Becca, a 35-year-old woman who chose to undergo a mastectomy in September 2023, offers a deeply personal perspective on this decision. ‘I was 35 and felt that no amount of screening would be 100 per cent certain,’ she recalls. ‘I hate boobs anyway; they’re a reminder of breast cancer, and I decided to not have reconstruction as I’m quite petite and I worried it would have looked obvious.’ Her choice was not made lightly, but the psychological toll of the surgery proved more challenging than the physical one. ‘When I first woke up, I was all bandaged up and it was obvious I didn’t have boobs,’ she says. ‘For those first few days, it was hard to process.
But I told myself that if I still felt the same way in six months, I could have implants.’ The relief of knowing that the removed tissue showed no cancer cells also played a pivotal role in her recovery.

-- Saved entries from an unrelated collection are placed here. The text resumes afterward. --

//! Container writer contract.

use glcv_common::error::GlcvResult;

use crate::buffer::BufferInfo;
use crate::format::MediaFormat;

/// Writes encoded samples of one or more tracks into a container.
///
/// Tracks are added before [`start`](Self::start); samples are written
/// only between `start` and [`stop`](Self::stop).
pub trait MediaMuxer {
    /// Register a track, returning its index.
    fn add_track(&mut self, format: &MediaFormat) -> GlcvResult<usize>;

    fn start(&mut self) -> GlcvResult<()>;

    /// Write `data[info.offset..info.offset + info.size]` to `track`.
    fn write_sample_data(&mut self, track: usize, data: &[u8], info: &BufferInfo)
        -> GlcvResult<()>;

    /// Finalize the container.
    fn stop(&mut self) -> GlcvResult<()>;

    /// Drop any resources without finalizing.
    fn release(&mut self);
}
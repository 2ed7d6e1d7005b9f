//! Source metadata lookup.

use std::path::Path;

use glcv_codec::{find_track, CodecBackend, TrackKind};
use glcv_common::error::{GlcvError, GlcvResult};
use glcv_timeline::{probe_image, MediaKind, MediaMetadata, Orientation};

/// Probe `path`: images by header, videos through the backend's demuxer.
pub fn probe_media(backend: &dyn CodecBackend, path: &Path) -> GlcvResult<MediaMetadata> {
    if MediaKind::from_path(path) == MediaKind::Image {
        return probe_image(path);
    }

    let mut extractor = backend.create_extractor(path)?;
    let video = find_track(extractor.as_ref(), TrackKind::Video);
    let audio = find_track(extractor.as_ref(), TrackKind::Audio);
    extractor.release();

    let Some((_, format)) = video? else {
        return Err(GlcvError::setup(format!(
            "No video track in {}",
            path.display()
        )));
    };
    let metadata = MediaMetadata {
        kind: MediaKind::Video,
        width: format.width.unwrap_or(0),
        height: format.height.unwrap_or(0),
        duration_ms: format.duration_us.map_or(0, |us| us.max(0) as u64 / 1_000),
        orientation: Orientation::from_degrees(format.rotation_deg),
        has_audio: audio?.is_some(),
    };
    tracing::debug!(
        path = %path.display(),
        width = metadata.width,
        height = metadata.height,
        duration_ms = metadata.duration_ms,
        has_audio = metadata.has_audio,
        "Probed media"
    );
    Ok(metadata)
}
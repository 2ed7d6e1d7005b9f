//! Live timeline and its frozen template snapshot.

use std::collections::HashSet;

use glcv_common::clock::MAX_TIMELINE_MS;
use glcv_common::error::GlcvError;
use serde::{Deserialize, Serialize};

use crate::unit::TimelineUnit;

/// Frozen snapshot of a timeline, consumed by one bake.
///
/// Edits to the [`Timeline`] it was taken from never reach an existing
/// template.
#[derive(Debug, Clone, PartialEq, Serialize, Deserialize)]
pub struct Template {
    /// Output aspect ratio (width / height).
    pub aspect_ratio: f32,

    /// Units in placement order.
    pub units: Vec<TimelineUnit>,
}

impl Template {
    /// Create a template, validating it on the way.
    pub fn new(aspect_ratio: f32, units: Vec<TimelineUnit>) -> Result<Self, TimelineError> {
        let template = Self {
            aspect_ratio,
            units,
        };
        template.validate()?;
        Ok(template)
    }

    /// Check the invariants a bake relies on.
    pub fn validate(&self) -> Result<(), TimelineError> {
        if !(self.aspect_ratio.is_finite() && self.aspect_ratio > 0.0) {
            return Err(TimelineError::InvalidAspectRatio(self.aspect_ratio));
        }

        let mut seen = HashSet::with_capacity(self.units.len());
        for unit in &self.units {
            if unit.tag.is_empty() {
                return Err(TimelineError::EmptyTag);
            }
            if !seen.insert(unit.tag.as_str()) {
                return Err(TimelineError::DuplicateTag(unit.tag.clone()));
            }
            let end = unit.start_delay_ms.checked_add(unit.trimmed_duration_ms);
            if end.map_or(true, |end| end > MAX_TIMELINE_MS) || unit.start_clip_ms > MAX_TIMELINE_MS {
                return Err(TimelineError::TooLong(unit.tag.clone()));
            }
        }
        Ok(())
    }

    pub fn unit(&self, tag: &str) -> Option<&TimelineUnit> {
        self.units.iter().find(|u| u.tag == tag)
    }

    pub fn is_empty(&self) -> bool {
        self.units.is_empty()
    }
}

/// Mutable timeline the surrounding application edits.
#[derive(Debug, Clone)]
pub struct Timeline {
    aspect_ratio: f32,
    units: Vec<TimelineUnit>,
}

impl Timeline {
    pub fn new(aspect_ratio: f32) -> Self {
        Self {
            aspect_ratio,
            units: Vec::new(),
        }
    }

    pub fn aspect_ratio(&self) -> f32 {
        self.aspect_ratio
    }

    pub fn set_aspect_ratio(&mut self, aspect_ratio: f32) -> Result<(), TimelineError> {
        if !(aspect_ratio.is_finite() && aspect_ratio > 0.0) {
            return Err(TimelineError::InvalidAspectRatio(aspect_ratio));
        }
        self.aspect_ratio = aspect_ratio;
        Ok(())
    }

    pub fn units(&self) -> &[TimelineUnit] {
        &self.units
    }

    /// Place a new unit. Tags must be unique.
    pub fn add_unit(&mut self, unit: TimelineUnit) -> Result<(), TimelineError> {
        if unit.tag.is_empty() {
            return Err(TimelineError::EmptyTag);
        }
        if self.units.iter().any(|u| u.tag == unit.tag) {
            return Err(TimelineError::DuplicateTag(unit.tag));
        }
        self.units.push(unit);
        Ok(())
    }

    /// Replace a placed unit wholesale, keeping its position.
    pub fn replace_unit(&mut self, unit: TimelineUnit) -> Result<TimelineUnit, TimelineError> {
        let slot = self
            .units
            .iter_mut()
            .find(|u| u.tag == unit.tag)
            .ok_or_else(|| TimelineError::UnknownTag(unit.tag.clone()))?;
        Ok(std::mem::replace(slot, unit))
    }

    pub fn remove_unit(&mut self, tag: &str) -> Result<TimelineUnit, TimelineError> {
        let index = self
            .units
            .iter()
            .position(|u| u.tag == tag)
            .ok_or_else(|| TimelineError::UnknownTag(tag.to_string()))?;
        Ok(self.units.remove(index))
    }

    /// Freeze the current state for a bake.
    pub fn snapshot(&self) -> Template {
        Template {
            aspect_ratio: self.aspect_ratio,
            units: self.units.clone(),
        }
    }
}

/// Errors raised while editing or validating a timeline.
#[derive(Debug, Clone, PartialEq, thiserror::Error)]
pub enum TimelineError {
    #[error("Duplicate unit tag: {0}")]
    DuplicateTag(String),

    #[error("Unknown unit tag: {0}")]
    UnknownTag(String),

    #[error("Unit tag must not be empty")]
    EmptyTag,

    #[error("Invalid aspect ratio: {0}")]
    InvalidAspectRatio(f32),

    #[error("Unit {0} runs past the longest supported timeline")]
    TooLong(String),
}

impl From<TimelineError> for GlcvError {
    fn from(err: TimelineError) -> Self {
        GlcvError::timeline(err.to_string())
    }
}

#[cfg(test)]
mod tests {
    use super::*;

    fn unit(tag: &str) -> TimelineUnit {
        TimelineUnit::new(tag, format!("/media/{tag}.mp4"), 1000)
    }

    #[test]
    fn test_add_rejects_duplicate_tag() {
        let mut timeline = Timeline::new(16.0 / 9.0);
        timeline.add_unit(unit("a")).unwrap();
        let err = timeline.add_unit(unit("a")).unwrap_err();
        assert_eq!(err, TimelineError::DuplicateTag("a".to_string()));
    }

    #[test]
    fn test_snapshot_is_frozen() {
        let mut timeline = Timeline::new(1.0);
        timeline.add_unit(unit("a")).unwrap();
        let snapshot = timeline.snapshot();

        timeline
            .replace_unit(unit("a").with_start_delay(5000))
            .unwrap();
        timeline.add_unit(unit("b")).unwrap();

        assert_eq!(snapshot.units.len(), 1);
        assert_eq!(snapshot.units[0].start_delay_ms, 0);
        assert_eq!(timeline.units()[0].start_delay_ms, 5000);
    }

    #[test]
    fn test_replace_keeps_position() {
        let mut timeline = Timeline::new(1.0);
        timeline.add_unit(unit("a")).unwrap();
        timeline.add_unit(unit("b")).unwrap();
        let old = timeline.replace_unit(unit("a").with_z_position(3)).unwrap();
        assert_eq!(old.z_position, 0);
        assert_eq!(timeline.units()[0].tag, "a");
        assert_eq!(timeline.units()[0].z_position, 3);
    }

    #[test]
    fn test_remove_unknown_tag() {
        let mut timeline = Timeline::new(1.0);
        assert!(matches!(
            timeline.remove_unit("ghost"),
            Err(TimelineError::UnknownTag(_))
        ));
    }

    #[test]
    fn test_template_validation() {
        assert!(Template::new(0.0, vec![]).is_err());
        assert!(Template::new(1.0, vec![unit("a"), unit("a")]).is_err());
        assert!(Template::new(1.5, vec![unit("a"), unit("b")]).is_ok());
    }

    #[test]
    fn test_template_rejects_overlong_units() {
        let huge = TimelineUnit::new("a", "/media/a.mp4", 10_000_000_000_000);
        assert_eq!(
            Template::new(1.0, vec![huge]).unwrap_err(),
            TimelineError::TooLong("a".to_string())
        );

        let overflowing = unit("b").with_start_delay(u64::MAX);
        assert!(Template::new(1.0, vec![overflowing]).is_err());

        let fits = TimelineUnit::new("c", "/media/c.mp4", MAX_TIMELINE_MS);
        assert!(Template::new(1.0, vec![fits]).is_ok());
    }

    #[test]
    fn test_timeline_error_converts() {
        let err: GlcvError = TimelineError::EmptyTag.into();
        assert!(err.to_string().contains("must not be empty"));
    }
}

By the following year, Becca’s focus shifted to addressing another looming threat: ovarian cancer. ‘Pedro and I knew that we weren’t going to have more children, so I put myself on a waiting list to have more surgery,’ she says.
In December 2024, she had her fallopian tubes removed, a decision informed by research suggesting that ovarian cancer often originates in these structures. ‘I was in and out of hospital within the day, and the recovery was easier than the mastectomy,’ she notes.
Yet her journey is far from over. ‘Now I will plan an oophorectomy—having my ovaries removed—in my early 40s,’ she explains. ‘I didn’t want it at the same time, as it will bring on menopause symptoms, and I didn’t really want these in my 30s.’ Her careful timing reflects a balance between risk mitigation and quality of life.
Khalil Razvi, a consultant gynaecological oncologist based in Essex and East London, highlights the growing evidence that ovarian cancer can originate in the fallopian tubes. ‘The advantages of removing the tubes while preserving the ovaries include avoiding early menopause while preserving possible fertility,’ he says.
Trials are ongoing to confirm whether this approach definitively reduces the risk of the disease, but for Becca, the decision was both practical and personal.
The BRCA2 mutation she carries means there is a 50 per cent chance her children could inherit it as well. ‘We will leave it to them to make the decision to be tested when they’re older,’ she says. ‘All I can hold on to is the fact that science is progressing, so by the time they even think about whether they want to be tested, there will be so many more advances.’ Her words reflect a mix of pragmatism and hope.
Becca’s journey underscores the power of knowledge in the face of uncertainty. ‘I’m grateful that I’ve been able to take control of my risk of developing cancer,’ she says, speaking out now to ensure others in her position understand that ‘you can reduce your cancer risk and manage them well.’ For her, the decision to act was not just about survival—it was about reclaiming agency. ‘I look at it as knowledge giving me power,’ she says, a sentiment that resonates with anyone navigating the complex intersection of genetics, medicine and personal choice.